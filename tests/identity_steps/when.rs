//! When steps for identity resolution scenarios.

use super::world::{IdentityWorld, SENDER};
use fedora_bot::accounts::domain::LookupRequest;
use rstest_bdd_macros::when;

#[when(r#""{input}" is resolved"#)]
fn input_is_resolved(world: &mut IdentityWorld, input: String) {
    world.resolve(&LookupRequest::new(input, SENDER));
}

#[when(r#"a message mentioning "{first}" and "{second}" is resolved"#)]
fn mentions_are_resolved(world: &mut IdentityWorld, first: String, second: String) {
    let body = format!(
        r#"<a href="https://matrix.to/#/{first}">one</a> and <a href="https://matrix.to/#/{second}">two</a>"#
    );
    world.resolve(&LookupRequest::new("one two", SENDER).with_formatted_body(body));
}
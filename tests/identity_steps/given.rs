//! Given steps for identity resolution scenarios.

use super::world::IdentityWorld;
use fedora_bot::accounts::domain::DirectoryUser;
use rstest_bdd_macros::given;

#[given("a directory with user {username:string}")]
fn directory_with_user(world: &mut IdentityWorld, username: String) {
    world.directory = world.directory.clone().with_user(DirectoryUser::new(username));
}

#[given("a directory with user {username:string} on chat account {account:string}")]
fn directory_with_chat_account(world: &mut IdentityWorld, username: String, account: String) {
    world.directory = world
        .directory
        .clone()
        .with_user(DirectoryUser::new(username).with_ircnicks([account]));
}

#[given("a directory that failed to start")]
fn directory_failed_to_start(world: &mut IdentityWorld) {
    world.directory_failed = true;
}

- [Work request]: Every line with "tests" in it should be copied from the entries.

- [Your response]:
filename tests/identity_steps/when.rs
filename tests/identity_steps/given.rs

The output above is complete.